(Task directions): Exact reproduction required: the lines below from the line with "in source text." to the line with "pub enum Token", both ends included, and no others.

(Data provided):

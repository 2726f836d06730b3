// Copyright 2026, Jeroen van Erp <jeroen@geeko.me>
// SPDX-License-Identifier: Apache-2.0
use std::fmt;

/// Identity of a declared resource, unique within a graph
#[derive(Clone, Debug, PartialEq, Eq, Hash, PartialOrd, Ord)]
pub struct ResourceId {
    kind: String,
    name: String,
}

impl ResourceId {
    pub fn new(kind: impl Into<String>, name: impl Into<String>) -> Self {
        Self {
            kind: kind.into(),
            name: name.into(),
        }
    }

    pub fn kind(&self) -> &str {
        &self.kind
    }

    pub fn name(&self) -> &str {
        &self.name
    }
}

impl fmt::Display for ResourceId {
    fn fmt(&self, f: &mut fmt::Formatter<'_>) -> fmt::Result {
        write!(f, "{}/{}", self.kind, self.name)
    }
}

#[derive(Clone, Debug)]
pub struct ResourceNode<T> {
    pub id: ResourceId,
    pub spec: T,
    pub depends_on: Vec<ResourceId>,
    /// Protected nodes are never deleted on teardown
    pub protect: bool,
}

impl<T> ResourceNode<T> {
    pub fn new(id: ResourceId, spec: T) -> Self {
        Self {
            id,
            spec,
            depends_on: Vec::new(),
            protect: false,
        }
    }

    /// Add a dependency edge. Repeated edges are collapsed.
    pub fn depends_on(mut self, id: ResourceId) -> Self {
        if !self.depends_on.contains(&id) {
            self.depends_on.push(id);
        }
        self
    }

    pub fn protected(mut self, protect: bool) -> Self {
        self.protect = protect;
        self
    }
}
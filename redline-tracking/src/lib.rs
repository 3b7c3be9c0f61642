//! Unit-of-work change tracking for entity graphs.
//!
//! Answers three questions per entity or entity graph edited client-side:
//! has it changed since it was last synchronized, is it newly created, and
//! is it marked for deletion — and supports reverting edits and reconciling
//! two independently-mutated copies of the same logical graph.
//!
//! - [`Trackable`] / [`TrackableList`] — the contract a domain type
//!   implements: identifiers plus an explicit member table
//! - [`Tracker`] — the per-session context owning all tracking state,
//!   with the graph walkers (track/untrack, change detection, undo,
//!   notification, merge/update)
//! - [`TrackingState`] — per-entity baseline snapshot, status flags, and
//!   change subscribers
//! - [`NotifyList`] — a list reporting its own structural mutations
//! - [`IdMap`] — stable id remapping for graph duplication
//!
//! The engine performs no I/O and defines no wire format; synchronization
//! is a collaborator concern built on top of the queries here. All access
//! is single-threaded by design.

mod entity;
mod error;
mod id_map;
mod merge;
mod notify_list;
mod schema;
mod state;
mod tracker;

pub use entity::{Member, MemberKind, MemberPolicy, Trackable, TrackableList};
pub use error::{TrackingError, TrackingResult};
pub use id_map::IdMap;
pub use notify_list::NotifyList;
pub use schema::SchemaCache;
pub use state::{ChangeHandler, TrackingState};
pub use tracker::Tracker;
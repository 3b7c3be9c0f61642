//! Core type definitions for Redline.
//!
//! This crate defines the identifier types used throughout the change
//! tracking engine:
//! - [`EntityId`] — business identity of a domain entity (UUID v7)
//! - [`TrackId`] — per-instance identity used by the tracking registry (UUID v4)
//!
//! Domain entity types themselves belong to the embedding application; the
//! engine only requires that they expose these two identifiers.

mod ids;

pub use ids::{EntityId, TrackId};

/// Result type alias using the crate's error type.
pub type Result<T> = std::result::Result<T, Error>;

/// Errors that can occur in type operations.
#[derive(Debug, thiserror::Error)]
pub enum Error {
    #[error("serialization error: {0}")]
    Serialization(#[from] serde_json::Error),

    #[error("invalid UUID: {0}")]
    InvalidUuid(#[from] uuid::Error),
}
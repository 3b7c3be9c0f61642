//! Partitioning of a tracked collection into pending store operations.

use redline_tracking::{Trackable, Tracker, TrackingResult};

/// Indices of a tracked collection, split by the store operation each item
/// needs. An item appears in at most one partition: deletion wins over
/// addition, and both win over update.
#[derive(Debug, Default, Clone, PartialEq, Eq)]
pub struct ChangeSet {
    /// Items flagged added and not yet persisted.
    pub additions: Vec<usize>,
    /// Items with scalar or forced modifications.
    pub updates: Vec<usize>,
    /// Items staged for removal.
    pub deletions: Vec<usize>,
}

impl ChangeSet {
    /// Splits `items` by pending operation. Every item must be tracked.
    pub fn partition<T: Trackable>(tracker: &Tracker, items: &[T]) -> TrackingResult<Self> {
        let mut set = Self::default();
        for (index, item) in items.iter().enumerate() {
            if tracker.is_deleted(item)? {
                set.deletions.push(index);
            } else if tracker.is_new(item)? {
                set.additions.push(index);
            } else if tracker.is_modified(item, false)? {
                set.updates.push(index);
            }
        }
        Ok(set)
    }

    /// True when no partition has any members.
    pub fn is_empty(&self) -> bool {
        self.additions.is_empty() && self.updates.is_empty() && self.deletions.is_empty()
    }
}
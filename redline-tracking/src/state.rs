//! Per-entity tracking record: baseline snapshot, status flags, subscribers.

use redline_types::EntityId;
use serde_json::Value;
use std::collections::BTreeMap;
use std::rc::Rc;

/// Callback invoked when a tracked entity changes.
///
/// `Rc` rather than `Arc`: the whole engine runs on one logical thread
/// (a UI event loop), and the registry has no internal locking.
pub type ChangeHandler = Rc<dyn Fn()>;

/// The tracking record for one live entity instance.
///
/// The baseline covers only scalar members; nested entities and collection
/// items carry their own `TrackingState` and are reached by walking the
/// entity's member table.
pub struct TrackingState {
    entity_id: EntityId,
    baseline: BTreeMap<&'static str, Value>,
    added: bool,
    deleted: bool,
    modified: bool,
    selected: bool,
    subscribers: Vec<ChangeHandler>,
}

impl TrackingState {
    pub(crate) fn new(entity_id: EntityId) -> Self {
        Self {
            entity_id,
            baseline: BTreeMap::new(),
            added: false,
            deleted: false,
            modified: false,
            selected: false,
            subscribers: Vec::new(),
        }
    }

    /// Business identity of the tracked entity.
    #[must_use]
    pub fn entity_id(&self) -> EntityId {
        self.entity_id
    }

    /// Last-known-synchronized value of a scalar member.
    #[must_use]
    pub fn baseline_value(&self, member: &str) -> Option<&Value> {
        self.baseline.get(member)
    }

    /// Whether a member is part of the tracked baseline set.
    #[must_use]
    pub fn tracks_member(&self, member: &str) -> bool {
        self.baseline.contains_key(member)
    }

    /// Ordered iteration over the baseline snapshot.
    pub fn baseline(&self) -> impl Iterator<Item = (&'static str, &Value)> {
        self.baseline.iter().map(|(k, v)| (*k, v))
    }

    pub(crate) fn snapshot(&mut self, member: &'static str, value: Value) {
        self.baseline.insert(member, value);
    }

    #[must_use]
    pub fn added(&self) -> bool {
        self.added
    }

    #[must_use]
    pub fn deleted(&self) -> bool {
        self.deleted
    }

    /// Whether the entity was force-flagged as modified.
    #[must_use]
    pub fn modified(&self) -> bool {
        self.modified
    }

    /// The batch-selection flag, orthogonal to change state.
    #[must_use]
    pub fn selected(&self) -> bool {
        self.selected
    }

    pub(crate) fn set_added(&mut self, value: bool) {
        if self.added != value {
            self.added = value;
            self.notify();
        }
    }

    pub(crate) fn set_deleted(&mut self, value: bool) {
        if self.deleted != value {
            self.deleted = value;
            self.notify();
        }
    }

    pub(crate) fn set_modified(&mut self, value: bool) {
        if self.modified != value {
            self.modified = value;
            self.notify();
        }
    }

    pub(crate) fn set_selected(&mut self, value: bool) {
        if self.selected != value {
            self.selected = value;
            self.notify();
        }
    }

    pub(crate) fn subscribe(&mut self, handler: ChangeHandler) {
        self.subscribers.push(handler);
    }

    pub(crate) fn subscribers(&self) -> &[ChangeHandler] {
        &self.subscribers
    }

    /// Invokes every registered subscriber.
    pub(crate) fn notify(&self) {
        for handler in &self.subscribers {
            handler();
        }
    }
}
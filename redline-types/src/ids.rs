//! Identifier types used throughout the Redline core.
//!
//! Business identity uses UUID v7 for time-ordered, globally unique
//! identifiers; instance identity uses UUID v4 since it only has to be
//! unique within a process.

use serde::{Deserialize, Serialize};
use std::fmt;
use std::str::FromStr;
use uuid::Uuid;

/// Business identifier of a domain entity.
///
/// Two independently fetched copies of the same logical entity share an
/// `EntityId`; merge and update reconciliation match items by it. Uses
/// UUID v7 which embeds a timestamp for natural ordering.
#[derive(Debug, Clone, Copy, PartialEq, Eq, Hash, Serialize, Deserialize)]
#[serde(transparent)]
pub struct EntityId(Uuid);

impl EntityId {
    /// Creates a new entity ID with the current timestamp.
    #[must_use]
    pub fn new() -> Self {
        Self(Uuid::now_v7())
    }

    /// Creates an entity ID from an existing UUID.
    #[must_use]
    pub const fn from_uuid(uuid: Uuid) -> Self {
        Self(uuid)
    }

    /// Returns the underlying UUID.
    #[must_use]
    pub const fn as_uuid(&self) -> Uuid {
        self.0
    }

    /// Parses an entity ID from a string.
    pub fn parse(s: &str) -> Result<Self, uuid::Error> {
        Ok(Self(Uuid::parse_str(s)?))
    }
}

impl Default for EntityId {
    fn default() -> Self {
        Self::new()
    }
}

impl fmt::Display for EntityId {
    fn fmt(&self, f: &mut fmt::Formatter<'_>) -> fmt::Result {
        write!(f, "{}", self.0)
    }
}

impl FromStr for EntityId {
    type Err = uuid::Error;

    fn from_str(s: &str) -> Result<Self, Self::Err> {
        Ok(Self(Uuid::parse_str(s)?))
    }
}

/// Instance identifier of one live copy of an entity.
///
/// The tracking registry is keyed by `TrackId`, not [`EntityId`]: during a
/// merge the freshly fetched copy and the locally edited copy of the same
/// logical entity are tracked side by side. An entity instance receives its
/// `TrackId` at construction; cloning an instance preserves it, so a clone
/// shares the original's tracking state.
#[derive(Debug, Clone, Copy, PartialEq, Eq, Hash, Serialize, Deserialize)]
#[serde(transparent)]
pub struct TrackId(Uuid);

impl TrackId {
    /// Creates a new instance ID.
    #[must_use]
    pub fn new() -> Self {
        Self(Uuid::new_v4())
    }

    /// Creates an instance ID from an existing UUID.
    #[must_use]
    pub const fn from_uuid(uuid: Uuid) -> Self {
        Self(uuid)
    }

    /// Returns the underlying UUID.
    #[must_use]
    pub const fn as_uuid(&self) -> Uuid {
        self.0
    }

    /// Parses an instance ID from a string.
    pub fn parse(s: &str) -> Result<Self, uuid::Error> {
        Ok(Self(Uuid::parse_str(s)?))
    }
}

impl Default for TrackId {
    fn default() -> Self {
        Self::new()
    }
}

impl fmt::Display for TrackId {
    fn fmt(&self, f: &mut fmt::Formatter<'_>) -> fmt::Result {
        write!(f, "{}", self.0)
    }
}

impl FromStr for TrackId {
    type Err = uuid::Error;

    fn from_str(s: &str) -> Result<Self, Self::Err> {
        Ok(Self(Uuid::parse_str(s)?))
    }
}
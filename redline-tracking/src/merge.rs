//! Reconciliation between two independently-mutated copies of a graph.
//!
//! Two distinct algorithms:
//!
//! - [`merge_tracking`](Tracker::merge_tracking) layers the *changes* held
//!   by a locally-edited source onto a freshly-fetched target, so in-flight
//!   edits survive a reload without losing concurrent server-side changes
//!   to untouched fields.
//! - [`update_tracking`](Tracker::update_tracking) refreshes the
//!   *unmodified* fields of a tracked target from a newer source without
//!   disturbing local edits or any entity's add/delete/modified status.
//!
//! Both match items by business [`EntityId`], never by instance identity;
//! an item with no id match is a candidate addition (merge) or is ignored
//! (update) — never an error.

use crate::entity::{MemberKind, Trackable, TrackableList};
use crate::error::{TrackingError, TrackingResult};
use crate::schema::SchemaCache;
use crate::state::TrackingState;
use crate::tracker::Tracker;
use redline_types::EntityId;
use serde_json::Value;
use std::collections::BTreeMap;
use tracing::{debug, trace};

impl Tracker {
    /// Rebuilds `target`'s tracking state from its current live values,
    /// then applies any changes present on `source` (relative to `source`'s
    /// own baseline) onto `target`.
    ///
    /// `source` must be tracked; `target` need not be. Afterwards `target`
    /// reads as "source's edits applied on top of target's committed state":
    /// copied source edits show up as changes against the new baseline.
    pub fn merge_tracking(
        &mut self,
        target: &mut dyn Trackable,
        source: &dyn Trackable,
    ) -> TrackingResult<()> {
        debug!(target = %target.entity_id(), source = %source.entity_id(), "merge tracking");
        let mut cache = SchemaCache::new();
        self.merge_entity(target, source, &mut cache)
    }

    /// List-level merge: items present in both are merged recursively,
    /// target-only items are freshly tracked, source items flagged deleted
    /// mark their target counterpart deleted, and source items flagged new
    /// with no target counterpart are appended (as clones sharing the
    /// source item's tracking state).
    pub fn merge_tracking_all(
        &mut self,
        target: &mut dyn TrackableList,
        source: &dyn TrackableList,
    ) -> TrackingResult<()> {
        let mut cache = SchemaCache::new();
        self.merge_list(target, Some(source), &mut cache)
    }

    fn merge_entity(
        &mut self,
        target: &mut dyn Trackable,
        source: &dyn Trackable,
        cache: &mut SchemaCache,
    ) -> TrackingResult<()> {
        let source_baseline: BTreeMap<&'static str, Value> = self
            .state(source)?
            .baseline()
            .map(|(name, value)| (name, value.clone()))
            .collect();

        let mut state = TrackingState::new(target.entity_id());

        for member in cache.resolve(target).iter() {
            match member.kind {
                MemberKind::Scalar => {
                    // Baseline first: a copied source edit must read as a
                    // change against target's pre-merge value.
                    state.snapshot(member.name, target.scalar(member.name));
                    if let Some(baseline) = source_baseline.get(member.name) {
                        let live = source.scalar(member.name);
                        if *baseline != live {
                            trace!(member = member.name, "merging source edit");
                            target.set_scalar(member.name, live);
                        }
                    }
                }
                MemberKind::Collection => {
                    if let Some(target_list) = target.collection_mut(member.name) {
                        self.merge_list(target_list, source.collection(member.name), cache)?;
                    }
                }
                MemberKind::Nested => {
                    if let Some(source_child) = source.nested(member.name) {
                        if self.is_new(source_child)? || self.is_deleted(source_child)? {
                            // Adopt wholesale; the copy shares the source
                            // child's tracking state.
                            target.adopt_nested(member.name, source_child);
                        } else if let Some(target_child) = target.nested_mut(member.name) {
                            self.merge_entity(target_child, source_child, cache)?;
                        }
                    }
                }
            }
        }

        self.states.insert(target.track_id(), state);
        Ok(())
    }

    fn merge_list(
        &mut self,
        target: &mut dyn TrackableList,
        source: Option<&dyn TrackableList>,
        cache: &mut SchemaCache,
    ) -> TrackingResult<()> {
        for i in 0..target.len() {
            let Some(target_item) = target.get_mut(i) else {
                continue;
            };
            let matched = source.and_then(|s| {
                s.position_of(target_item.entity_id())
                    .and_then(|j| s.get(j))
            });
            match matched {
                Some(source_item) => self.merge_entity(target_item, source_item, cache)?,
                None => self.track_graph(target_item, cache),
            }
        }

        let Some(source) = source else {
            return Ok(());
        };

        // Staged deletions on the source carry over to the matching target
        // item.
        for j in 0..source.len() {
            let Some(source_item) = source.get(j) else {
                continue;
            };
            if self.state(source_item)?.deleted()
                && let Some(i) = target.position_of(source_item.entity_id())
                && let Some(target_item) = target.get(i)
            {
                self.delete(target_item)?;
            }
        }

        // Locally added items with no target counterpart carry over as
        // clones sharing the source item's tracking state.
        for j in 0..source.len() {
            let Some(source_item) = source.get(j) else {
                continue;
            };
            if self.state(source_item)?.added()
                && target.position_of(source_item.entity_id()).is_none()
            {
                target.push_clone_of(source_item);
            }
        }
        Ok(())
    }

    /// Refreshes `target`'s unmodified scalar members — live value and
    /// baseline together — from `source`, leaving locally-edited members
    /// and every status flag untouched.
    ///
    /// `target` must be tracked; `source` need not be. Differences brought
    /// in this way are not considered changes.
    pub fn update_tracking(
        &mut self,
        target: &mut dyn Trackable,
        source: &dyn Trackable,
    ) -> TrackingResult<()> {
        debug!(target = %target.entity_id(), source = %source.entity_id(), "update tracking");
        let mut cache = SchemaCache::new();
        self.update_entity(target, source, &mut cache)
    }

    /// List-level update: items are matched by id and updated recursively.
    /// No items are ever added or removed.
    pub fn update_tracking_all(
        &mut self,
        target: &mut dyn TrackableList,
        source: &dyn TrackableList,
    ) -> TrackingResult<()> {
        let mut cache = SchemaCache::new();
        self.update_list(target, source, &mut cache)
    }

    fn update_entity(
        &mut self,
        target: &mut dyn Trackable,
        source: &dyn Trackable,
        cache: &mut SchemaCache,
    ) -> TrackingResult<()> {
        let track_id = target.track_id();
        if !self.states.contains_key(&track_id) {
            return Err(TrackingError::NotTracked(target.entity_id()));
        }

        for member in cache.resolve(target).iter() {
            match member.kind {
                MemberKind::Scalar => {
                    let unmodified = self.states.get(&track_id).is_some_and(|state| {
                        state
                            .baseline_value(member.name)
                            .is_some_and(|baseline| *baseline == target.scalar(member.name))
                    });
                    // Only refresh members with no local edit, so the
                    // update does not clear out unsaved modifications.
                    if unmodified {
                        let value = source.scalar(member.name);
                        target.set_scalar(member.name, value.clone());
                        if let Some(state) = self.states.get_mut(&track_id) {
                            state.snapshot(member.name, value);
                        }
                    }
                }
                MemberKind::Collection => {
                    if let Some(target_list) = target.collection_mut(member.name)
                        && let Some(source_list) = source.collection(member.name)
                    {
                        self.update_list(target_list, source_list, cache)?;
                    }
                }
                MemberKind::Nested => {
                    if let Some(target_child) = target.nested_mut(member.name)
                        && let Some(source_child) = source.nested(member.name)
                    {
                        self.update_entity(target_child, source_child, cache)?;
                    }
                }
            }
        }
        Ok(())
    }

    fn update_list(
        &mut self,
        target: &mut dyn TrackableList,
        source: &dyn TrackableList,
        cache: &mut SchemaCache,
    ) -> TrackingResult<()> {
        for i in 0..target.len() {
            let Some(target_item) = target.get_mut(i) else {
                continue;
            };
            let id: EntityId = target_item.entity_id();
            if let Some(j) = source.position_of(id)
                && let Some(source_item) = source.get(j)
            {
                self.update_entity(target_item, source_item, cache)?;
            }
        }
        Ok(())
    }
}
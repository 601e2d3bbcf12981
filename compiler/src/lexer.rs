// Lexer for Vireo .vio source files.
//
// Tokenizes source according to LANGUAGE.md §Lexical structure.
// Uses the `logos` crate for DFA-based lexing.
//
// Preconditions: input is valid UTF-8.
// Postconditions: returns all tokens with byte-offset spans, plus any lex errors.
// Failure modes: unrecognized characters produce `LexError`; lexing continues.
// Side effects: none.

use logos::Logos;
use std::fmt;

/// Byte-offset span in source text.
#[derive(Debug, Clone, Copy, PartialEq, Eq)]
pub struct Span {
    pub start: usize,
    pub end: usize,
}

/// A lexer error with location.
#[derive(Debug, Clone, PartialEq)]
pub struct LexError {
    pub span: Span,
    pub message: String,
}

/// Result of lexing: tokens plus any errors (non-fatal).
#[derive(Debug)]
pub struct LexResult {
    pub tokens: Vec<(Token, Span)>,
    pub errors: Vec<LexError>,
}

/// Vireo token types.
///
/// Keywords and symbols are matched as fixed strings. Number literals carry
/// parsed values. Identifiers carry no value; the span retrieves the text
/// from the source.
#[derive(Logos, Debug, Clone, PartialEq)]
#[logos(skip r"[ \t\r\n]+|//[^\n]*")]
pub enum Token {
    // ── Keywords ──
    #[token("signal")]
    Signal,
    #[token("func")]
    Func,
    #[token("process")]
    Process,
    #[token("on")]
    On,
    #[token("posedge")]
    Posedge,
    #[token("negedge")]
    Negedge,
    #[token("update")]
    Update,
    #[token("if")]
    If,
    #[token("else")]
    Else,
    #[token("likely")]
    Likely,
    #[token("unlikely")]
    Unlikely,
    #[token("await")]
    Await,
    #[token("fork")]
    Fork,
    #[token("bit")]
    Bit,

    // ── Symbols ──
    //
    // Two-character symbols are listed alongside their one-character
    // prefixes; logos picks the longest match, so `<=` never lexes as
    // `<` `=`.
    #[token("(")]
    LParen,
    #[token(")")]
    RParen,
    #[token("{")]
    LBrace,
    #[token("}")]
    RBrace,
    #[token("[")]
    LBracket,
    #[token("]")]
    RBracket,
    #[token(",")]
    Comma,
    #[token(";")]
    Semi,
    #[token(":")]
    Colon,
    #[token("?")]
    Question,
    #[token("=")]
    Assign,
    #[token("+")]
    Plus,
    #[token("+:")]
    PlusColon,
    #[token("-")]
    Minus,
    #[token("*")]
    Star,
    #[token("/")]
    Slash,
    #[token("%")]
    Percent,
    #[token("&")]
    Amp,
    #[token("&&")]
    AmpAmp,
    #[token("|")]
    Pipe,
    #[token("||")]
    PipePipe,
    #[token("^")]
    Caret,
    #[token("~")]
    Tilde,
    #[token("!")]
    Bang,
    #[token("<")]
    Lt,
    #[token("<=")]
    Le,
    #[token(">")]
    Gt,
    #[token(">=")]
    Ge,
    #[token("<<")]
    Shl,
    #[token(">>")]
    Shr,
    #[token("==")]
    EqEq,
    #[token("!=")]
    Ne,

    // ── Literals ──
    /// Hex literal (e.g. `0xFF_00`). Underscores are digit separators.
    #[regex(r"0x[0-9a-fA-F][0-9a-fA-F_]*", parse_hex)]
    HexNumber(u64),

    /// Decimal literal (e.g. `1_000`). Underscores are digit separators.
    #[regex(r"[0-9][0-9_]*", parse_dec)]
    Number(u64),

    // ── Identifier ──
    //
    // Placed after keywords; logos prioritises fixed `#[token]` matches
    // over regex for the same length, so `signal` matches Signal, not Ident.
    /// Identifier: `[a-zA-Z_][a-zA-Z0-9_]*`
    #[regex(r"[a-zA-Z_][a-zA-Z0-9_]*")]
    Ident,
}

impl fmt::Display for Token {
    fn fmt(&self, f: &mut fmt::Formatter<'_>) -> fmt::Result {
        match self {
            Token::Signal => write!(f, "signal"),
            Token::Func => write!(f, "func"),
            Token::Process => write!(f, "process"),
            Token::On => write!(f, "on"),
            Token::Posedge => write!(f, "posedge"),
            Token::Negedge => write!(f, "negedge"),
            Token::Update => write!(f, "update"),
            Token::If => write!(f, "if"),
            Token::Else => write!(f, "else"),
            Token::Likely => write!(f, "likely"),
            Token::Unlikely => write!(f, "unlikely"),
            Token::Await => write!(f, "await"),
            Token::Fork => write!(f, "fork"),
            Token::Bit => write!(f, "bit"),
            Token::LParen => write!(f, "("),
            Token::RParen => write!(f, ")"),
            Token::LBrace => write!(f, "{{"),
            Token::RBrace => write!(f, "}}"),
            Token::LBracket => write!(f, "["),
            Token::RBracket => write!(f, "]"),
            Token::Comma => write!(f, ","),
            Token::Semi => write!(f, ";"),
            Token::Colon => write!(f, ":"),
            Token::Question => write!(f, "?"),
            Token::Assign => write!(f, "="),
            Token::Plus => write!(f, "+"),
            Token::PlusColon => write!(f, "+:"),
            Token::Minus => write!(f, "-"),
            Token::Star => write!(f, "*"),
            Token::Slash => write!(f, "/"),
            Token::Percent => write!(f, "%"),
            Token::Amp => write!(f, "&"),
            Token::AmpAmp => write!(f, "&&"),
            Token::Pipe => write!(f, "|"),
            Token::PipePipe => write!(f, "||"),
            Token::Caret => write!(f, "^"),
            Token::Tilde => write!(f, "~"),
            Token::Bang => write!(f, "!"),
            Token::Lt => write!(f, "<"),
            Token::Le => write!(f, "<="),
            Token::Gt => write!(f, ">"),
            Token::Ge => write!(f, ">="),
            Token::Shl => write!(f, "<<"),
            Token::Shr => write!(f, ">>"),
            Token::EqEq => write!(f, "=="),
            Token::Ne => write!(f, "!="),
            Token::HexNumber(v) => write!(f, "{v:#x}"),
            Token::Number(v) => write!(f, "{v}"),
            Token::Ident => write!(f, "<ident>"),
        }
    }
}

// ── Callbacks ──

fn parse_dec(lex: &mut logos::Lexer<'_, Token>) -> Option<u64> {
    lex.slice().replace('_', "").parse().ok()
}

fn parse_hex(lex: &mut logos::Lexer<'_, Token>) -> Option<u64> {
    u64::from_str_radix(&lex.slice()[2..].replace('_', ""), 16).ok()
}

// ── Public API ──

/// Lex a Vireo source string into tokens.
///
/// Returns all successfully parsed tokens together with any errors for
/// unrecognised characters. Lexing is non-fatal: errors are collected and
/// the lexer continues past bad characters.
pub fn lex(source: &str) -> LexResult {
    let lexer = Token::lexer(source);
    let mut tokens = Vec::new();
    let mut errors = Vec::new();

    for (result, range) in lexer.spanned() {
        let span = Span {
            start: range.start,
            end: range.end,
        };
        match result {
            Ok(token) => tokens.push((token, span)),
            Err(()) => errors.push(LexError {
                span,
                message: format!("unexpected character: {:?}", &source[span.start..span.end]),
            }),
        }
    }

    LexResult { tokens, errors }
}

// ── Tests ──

(Reply to the exercise):
/// Byte-offset span in source text.
#[derive(Debug, Clone, Copy, PartialEq, Eq)]
pub struct Span {
    pub start: usize,
    pub end: usize,
}

/// A lexer error with location.
#[derive(Debug, Clone, PartialEq)]
pub struct LexError {
    pub span: Span,
    pub message: String,
}

/// Result of lexing: tokens plus any errors (non-fatal).
#[derive(Debug)]
pub struct LexResult {
    pub tokens: Vec<(Token, Span)>,
    pub errors: Vec<LexError>,
}

/// Vireo token types.
///
/// Keywords and symbols are matched as fixed strings. Number literals carry
/// parsed values. Identifiers carry no value; the span retrieves the text
/// from the source.
#[derive(Logos, Debug, Clone, PartialEq)]
#[logos(skip r"[ \t\r\n]+|//[^\n]*")]
pub enum Token {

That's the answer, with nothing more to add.